*** Block opens ***
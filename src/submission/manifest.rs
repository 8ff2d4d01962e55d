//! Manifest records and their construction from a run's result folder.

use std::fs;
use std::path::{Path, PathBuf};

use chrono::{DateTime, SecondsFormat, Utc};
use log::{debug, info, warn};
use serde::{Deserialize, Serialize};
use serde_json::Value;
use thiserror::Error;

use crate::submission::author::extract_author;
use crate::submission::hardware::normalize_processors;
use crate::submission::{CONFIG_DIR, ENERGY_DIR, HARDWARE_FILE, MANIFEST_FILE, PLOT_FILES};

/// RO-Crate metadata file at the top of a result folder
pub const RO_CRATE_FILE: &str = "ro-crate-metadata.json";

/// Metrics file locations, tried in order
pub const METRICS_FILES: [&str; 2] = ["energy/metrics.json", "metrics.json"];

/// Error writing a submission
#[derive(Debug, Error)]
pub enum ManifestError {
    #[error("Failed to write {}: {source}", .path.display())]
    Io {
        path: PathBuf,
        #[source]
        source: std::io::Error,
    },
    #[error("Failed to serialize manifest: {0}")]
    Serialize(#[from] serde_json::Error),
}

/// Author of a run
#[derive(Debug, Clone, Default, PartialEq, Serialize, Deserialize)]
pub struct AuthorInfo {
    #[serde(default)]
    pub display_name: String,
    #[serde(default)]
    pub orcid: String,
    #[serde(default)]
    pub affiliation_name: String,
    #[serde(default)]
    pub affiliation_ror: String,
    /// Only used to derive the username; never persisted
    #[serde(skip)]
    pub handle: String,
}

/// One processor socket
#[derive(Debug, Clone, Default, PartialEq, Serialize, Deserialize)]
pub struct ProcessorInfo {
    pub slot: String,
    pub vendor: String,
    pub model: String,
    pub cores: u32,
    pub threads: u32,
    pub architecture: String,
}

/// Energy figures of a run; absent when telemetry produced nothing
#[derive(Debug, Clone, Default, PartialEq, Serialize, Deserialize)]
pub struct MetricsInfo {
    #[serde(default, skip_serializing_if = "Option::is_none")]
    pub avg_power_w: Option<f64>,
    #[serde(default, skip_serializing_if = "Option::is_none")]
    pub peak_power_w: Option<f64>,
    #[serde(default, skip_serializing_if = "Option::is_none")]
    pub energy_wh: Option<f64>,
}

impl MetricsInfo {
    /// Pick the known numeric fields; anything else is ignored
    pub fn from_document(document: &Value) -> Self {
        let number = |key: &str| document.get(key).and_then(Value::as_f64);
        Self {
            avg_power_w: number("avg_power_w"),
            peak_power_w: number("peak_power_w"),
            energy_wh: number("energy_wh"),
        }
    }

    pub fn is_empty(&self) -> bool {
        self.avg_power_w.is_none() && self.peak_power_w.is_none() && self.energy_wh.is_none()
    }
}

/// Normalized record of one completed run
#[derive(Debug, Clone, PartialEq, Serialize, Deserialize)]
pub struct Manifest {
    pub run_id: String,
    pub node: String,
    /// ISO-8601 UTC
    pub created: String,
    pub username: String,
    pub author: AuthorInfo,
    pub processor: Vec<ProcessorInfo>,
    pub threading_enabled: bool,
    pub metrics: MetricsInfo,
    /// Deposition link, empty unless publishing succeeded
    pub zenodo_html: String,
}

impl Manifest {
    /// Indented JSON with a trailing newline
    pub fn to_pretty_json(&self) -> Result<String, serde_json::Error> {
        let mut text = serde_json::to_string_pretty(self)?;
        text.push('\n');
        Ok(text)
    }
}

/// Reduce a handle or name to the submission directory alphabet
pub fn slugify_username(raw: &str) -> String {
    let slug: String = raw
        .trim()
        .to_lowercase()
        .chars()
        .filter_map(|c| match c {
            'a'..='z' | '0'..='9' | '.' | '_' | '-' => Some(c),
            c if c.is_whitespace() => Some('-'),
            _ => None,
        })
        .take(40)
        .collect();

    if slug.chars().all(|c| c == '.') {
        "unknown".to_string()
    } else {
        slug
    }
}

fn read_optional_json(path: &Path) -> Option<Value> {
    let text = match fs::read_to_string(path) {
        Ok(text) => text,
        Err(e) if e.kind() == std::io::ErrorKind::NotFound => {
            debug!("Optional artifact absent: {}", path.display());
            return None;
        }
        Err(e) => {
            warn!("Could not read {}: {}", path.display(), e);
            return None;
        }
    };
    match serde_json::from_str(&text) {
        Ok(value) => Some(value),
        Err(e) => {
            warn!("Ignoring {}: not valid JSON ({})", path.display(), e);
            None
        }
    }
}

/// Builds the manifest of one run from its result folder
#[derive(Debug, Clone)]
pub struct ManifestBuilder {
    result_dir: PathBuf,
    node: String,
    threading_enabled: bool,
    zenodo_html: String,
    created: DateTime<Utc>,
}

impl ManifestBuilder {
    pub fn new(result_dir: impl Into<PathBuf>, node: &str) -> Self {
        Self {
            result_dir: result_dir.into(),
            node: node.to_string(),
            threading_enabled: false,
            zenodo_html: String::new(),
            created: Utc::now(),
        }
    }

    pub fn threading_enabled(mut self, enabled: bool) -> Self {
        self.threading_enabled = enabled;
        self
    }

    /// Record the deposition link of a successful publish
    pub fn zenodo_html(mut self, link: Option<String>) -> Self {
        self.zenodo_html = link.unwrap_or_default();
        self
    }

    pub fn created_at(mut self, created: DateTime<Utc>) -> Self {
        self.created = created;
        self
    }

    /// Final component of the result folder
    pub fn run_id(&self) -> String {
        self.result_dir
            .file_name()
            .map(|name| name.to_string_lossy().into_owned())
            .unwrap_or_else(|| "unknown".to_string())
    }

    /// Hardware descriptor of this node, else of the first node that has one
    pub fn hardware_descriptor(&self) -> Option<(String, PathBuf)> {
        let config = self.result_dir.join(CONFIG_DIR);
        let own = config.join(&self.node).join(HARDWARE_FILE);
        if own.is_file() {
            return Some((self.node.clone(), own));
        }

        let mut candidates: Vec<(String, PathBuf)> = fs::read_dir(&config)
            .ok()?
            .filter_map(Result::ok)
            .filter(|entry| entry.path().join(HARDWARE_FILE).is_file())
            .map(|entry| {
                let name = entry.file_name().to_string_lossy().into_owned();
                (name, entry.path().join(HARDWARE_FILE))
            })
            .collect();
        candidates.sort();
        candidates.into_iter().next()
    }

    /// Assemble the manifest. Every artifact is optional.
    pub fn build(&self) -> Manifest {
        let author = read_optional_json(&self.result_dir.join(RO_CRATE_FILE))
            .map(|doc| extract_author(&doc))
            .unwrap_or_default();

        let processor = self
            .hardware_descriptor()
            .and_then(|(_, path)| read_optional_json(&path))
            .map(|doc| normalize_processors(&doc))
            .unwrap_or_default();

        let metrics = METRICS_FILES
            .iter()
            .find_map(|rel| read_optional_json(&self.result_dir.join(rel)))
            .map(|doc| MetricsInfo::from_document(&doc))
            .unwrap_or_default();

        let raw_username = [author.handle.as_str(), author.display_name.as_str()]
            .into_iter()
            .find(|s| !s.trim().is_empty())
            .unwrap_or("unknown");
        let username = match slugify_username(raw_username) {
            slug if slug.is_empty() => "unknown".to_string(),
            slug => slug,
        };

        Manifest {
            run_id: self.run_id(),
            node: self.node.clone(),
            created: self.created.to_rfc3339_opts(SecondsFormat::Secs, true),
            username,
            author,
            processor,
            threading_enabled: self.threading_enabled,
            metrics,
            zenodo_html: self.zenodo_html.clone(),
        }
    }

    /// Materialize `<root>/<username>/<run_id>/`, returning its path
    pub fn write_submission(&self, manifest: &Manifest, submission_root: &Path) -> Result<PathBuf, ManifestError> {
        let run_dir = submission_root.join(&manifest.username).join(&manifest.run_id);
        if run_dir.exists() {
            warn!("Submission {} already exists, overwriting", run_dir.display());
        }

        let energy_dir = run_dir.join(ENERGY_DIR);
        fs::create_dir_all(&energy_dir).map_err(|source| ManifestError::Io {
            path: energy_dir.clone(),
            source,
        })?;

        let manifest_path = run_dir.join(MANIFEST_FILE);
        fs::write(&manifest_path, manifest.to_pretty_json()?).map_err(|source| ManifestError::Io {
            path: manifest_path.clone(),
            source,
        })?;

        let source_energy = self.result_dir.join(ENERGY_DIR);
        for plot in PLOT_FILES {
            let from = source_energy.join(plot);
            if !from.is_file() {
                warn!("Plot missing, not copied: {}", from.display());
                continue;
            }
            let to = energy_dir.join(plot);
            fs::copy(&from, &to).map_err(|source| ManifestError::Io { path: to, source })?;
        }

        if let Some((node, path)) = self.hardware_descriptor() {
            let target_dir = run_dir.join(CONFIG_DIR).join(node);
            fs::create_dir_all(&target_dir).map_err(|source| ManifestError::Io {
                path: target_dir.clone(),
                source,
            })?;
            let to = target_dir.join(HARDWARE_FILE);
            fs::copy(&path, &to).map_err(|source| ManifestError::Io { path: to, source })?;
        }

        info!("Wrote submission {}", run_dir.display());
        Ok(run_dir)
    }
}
*** Block closes ***
# What is being asked
Copy out each line of the data that holds the string "Some".

# Exercise solution
            'a'..='z' | '0'..='9' | '.' | '_' | '-' => Some(c),
            c if c.is_whitespace() => Some('-'),
        Ok(value) => Some(value),
            return Some((self.node.clone(), own));
        if let Some((node, path)) = self.hardware_descriptor() {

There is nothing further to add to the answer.